Deep Reinforcement Learning for Autonomous Satellite Guidance and Control
Tammam, A. (2025). Deep Reinforcement Learning for Autonomous Satellite Guidance and Control. (Unpublished Doctoral thesis, City St George's, University of London)
Abstract
As autonomous satellite operations such as docking, inspection, and debris removal become more common, there is a growing demand for onboard control systems that can operate reliably under uncertainty, intermittent communication, and limited opportunities for ground intervention. Traditional model-based control methods have demonstrated strong performance in well-characterised environments, but can face challenges when extended to close-proximity operations involving modelling errors, unmodelled disturbances, degraded sensing or actuation, and nonlinear operational constraints. This thesis aims to develop and evaluate deep reinforcement learning (DRL) control architectures for autonomous six-degree-of-freedom (6-DoF) spacecraft close-proximity operations that are robust, scalable, and suitable for real-time deployment.
The thesis develops a suite of DRL-based controllers for 6-DoF guidance and control tasks, progressing from architectural baselines to safety, sparse-reward learning, and uncertainty-aware decision making. A modular control design is adopted throughout, decoupling translational and rotational control to improve training stability and reduce interference between objectives. This design choice is first evaluated through a comparative study of centralised and decentralised TD3-based controllers for a 1U CubeSat approaching and aligning with a passive, non-cooperative target. Across 100 randomised trials, the decentralised controller achieved more stable and precise behaviour, producing lower position and orientation errors, reduced control effort, and more consistent convergence than the centralised formulation.
Building on this baseline, the thesis introduces a hybrid safe-learning framework that combines adaptive domain randomisation (ADR) with relaxed control barrier functions (CBFs) to improve robustness under uncertainty while maintaining operational constraints during both training and deployment. In a 6-DoF rendezvous task with a progressive actuator and sensor degradation cascade, the Baseline controller diverged rapidly, with position error exceeding 45m and reaching up to 1000m across trials. In contrast, the Safe controller consistently bounded position error within 5m and maintained a controlled attitude response, while also remaining within the 0.5m s−1 linear velocity constraint under nominal conditions, at the cost of slower positional convergence.

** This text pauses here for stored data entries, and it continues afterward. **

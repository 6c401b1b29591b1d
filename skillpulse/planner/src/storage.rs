use std::{
    collections::BTreeMap,
    fs, io,
    path::{Path, PathBuf},
    sync::Arc,
};

use chrono::NaiveDate;
use parking_lot::RwLock;
use thiserror::Error;

use crate::tasks::Task;

/// Prefix of every persisted day key.
pub const KEY_PREFIX: &str = "time_planner_tasks_";

/// Storage key of a date: `time_planner_tasks_YYYY-MM-DD`.
#[must_use]
pub fn day_key(date: NaiveDate) -> String {
    format!("{KEY_PREFIX}{}", date.format("%Y-%m-%d"))
}

/// Date encoded in a day key, if it is one.
#[must_use]
pub fn date_from_key(key: &str) -> Option<NaiveDate> {
    NaiveDate::parse_from_str(key.strip_prefix(KEY_PREFIX)?, "%Y-%m-%d").ok()
}

/// Errors emitted by day storage.
#[derive(Debug, Error)]
pub enum StorageError {
    /// Filesystem I/O error.
    #[error("io error: {0}")]
    Io(#[from] io::Error),
    /// Stored value is not a task list.
    #[error("serialization error: {0}")]
    Serialization(#[from] serde_json::Error),
    /// Key with characters a file name cannot carry.
    #[error("invalid storage key `{0}`")]
    InvalidKey(String),
}

/// String key/value store holding one serialized task list per date.
pub trait DayStorage {
    /// Value stored under `key`.
    fn load(&self, key: &str) -> Result<Option<String>, StorageError>;
    /// Replaces the value under `key`.
    fn save(&self, key: &str, value: &str) -> Result<(), StorageError>;
    /// Removes `key`; missing keys are fine.
    fn remove(&self, key: &str) -> Result<(), StorageError>;
    /// All keys, sorted.
    fn keys(&self) -> Result<Vec<String>, StorageError>;
}

impl<T: DayStorage + ?Sized> DayStorage for Arc<T> {
    fn load(&self, key: &str) -> Result<Option<String>, StorageError> {
        (**self).load(key)
    }

    fn save(&self, key: &str, value: &str) -> Result<(), StorageError> {
        (**self).save(key, value)
    }

    fn remove(&self, key: &str) -> Result<(), StorageError> {
        (**self).remove(key)
    }

    fn keys(&self) -> Result<Vec<String>, StorageError> {
        (**self).keys()
    }
}

/// Loads the task list of `date`; a missing entry is an empty day.
pub fn load_tasks<S: DayStorage + ?Sized>(
    storage: &S,
    date: NaiveDate,
) -> Result<Vec<Task>, StorageError> {
    match storage.load(&day_key(date))? {
        Some(raw) if !raw.trim().is_empty() => Ok(serde_json::from_str(&raw)?),
        _ => Ok(Vec::new()),
    }
}

/// Writes the complete task list of `date`.
pub fn save_tasks<S: DayStorage + ?Sized>(
    storage: &S,
    date: NaiveDate,
    tasks: &[Task],
) -> Result<(), StorageError> {
    let raw = serde_json::to_string(tasks)?;
    storage.save(&day_key(date), &raw)
}

/// Process-local storage, the stand-in for browser local storage.
#[derive(Debug, Default)]
pub struct MemoryStorage {
    entries: RwLock<BTreeMap<String, String>>,
}

impl MemoryStorage {
    /// Empty storage.
    #[must_use]
    pub fn new() -> Self {
        Self::default()
    }
}

impl DayStorage for MemoryStorage {
    fn load(&self, key: &str) -> Result<Option<String>, StorageError> {
        Ok(self.entries.read().get(key).cloned())
    }

    fn save(&self, key: &str, value: &str) -> Result<(), StorageError> {
        self.entries.write().insert(key.to_string(), value.to_string());
        Ok(())
    }

    fn remove(&self, key: &str) -> Result<(), StorageError> {
        self.entries.write().remove(key);
        Ok(())
    }

    fn keys(&self) -> Result<Vec<String>, StorageError> {
        Ok(self.entries.read().keys().cloned().collect())
    }
}

/// One `<key>.json` file per entry under a base directory.
#[derive(Debug, Clone)]
pub struct DirStorage {
    base_path: PathBuf,
}

impl DirStorage {
    /// Storage rooted at `base_path`; the directory is created on first save.
    #[must_use]
    pub fn new(base_path: impl Into<PathBuf>) -> Self {
        Self {
            base_path: base_path.into(),
        }
    }

    /// Root directory.
    #[must_use]
    pub fn base_path(&self) -> &Path {
        &self.base_path
    }

    fn entry_path(&self, key: &str) -> Result<PathBuf, StorageError> {
        let valid = !key.is_empty()
            && key
                .chars()
                .all(|ch| ch.is_ascii_alphanumeric() || ch == '_' || ch == '-');
        if !valid {
            return Err(StorageError::InvalidKey(key.to_string()));
        }
        Ok(self.base_path.join(format!("{key}.json")))
    }
}

impl DayStorage for DirStorage {
    fn load(&self, key: &str) -> Result<Option<String>, StorageError> {
        match fs::read_to_string(self.entry_path(key)?) {
            Ok(raw) => Ok(Some(raw)),
            Err(err) if err.kind() == io::ErrorKind::NotFound => Ok(None),
            Err(err) => Err(err.into()),
        }
    }

    fn save(&self, key: &str, value: &str) -> Result<(), StorageError> {
        let path = self.entry_path(key)?;
        fs::create_dir_all(&self.base_path)?;
        fs::write(path, value)?;
        Ok(())
    }

    fn remove(&self, key: &str) -> Result<(), StorageError> {
        match fs::remove_file(self.entry_path(key)?) {
            Err(err) if err.kind() != io::ErrorKind::NotFound => Err(err.into()),
            _ => Ok(()),
        }
    }

    fn keys(&self) -> Result<Vec<String>, StorageError> {
        let read_dir = match fs::read_dir(&self.base_path) {
            Ok(read_dir) => read_dir,
            Err(err) if err.kind() == io::ErrorKind::NotFound => return Ok(Vec::new()),
            Err(err) => return Err(err.into()),
        };
        let mut keys: Vec<String> = read_dir
            .flatten()
            .filter_map(|entry| {
                let path = entry.path();
                if path.extension().map_or(false, |ext| ext == "json") {
                    path.file_stem()
                        .and_then(|stem| stem.to_str())
                        .map(str::to_string)
                } else {
                    None
                }
            })
            .collect();
        keys.sort();
        Ok(keys)
    }
}

#[cfg(test)]
mod tests {
    use super::*;
    use crate::tasks::Priority;
    use tempfile::tempdir;

    fn date() -> NaiveDate {
        NaiveDate::from_ymd_opt(2024, 1, 1).unwrap()
    }

    #[test]
    fn key_uses_iso_date() {
        assert_eq!(day_key(date()), "time_planner_tasks_2024-01-01");
        assert_eq!(date_from_key("time_planner_tasks_2024-01-01"), Some(date()));
        assert_eq!(date_from_key("skillpulse_user"), None);
    }

    #[test]
    fn missing_day_is_empty() {
        let storage = MemoryStorage::new();
        assert!(load_tasks(&storage, date()).unwrap().is_empty());
    }

    #[test]
    fn dir_storage_persists_task_lists() {
        let dir = tempdir().unwrap();
        let storage = DirStorage::new(dir.path().join("days"));
        let mut task = Task::new(7, "Read chapter", 45, Priority::Low);
        task.assigned_slot_id = Some("7-30".into());
        save_tasks(&storage, date(), &[task.clone()]).unwrap();

        assert!(dir
            .path()
            .join("days")
            .join("time_planner_tasks_2024-01-01.json")
            .exists());
        assert_eq!(load_tasks(&storage, date()).unwrap(), vec![task]);
        assert_eq!(storage.keys().unwrap(), vec![day_key(date())]);

        storage.remove(&day_key(date())).unwrap();
        storage.remove(&day_key(date())).unwrap();
        assert!(storage.load(&day_key(date())).unwrap().is_none());
    }

    #[test]
    fn dir_storage_rejects_path_like_keys() {
        let dir = tempdir().unwrap();
        let storage = DirStorage::new(dir.path());
        assert!(matches!(
            storage.save("../escape", "[]"),
            Err(StorageError::InvalidKey(_))
        ));
    }

    #[test]
    fn corrupt_value_is_a_serialization_error() {
        let storage = MemoryStorage::new();
        storage.save(&day_key(date()), "{not json").unwrap();
        assert!(matches!(
            load_tasks(&storage, date()),
            Err(StorageError::Serialization(_))
        ));
    }
}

To address sparse rewards and long-horizon planning without dense, hand-crafted reward shaping, a goal-conditioned hierarchical deep reinforcement learning (HDRL) framework is developed. The controller decomposes control into high-level subgoal generation and low-level actuation, enabling learning from binary terminal rewards using hindsight experience replay and subgoal relabelling. In simulation, across 100 Monte Carlo trials, the hierarchical controller achieved mission-compliant terminal accuracy with a final position error of approximately 2.75 m and final orientation error below 1◦, comparable to PID baseline performance with similar peak translational speeds. Real-time feasibility is evaluated using a custom hardware-in-the-loop (HIL) testbed combining a reaction-wheel-actuated CubeSat mock-up on a spherical airbearing with a 6-DoF robotic arm for translational emulation. Both HDRL and TD3-based controllers maintained closed-loop stability under real-time sensing, actuation, and communication conditions, reducing position error from approximately 110 m to below 5 m and regulating attitude within 5◦, while the PID controller was unable to stabilise the vehicle in the same HIL setting.
Finally, the thesis addresses decision making under uncertainty through an uncertainty-aware distributional RL architecture based on a novel Uncertainty-Aware Implicit Quantile Network (UA-IQN). By modelling the full return distribution and using variance-penalised action selection, UA-IQN supports risk-sensitive control by favouring actions with more predictable outcomes. Applied to a 6-DoF final-approach docking task, UA-IQN achieved task success comparable to a baseline decentralised TD3 controller, with sub-centimetre lateral accuracy at the docking threshold (mean offtrack 0.004 m, mean cross-track 0.006 m) and sub-degree attitude errors at docking (mean roll/pitch/yaw 0.263◦/0.175◦/0.277◦), while exhibiting more consistent and conservative translational approach behaviour across diverse initial conditions in simulation and HIL evaluation.
Together, these results demonstrate that modular DRL architectures can provide accurate spacecraft guidance and control while improving robustness to uncertainty, degraded sensing and actuation, and operational constraints, with validation in simulation and hardware-in-the-loop. By integrating architectural modularity, safety mechanisms, sparse-reward learning, and uncertainty-aware decision making, this thesis provides a pathway towards deployable DRL-based control for autonomous spacecraft close-proximity operations.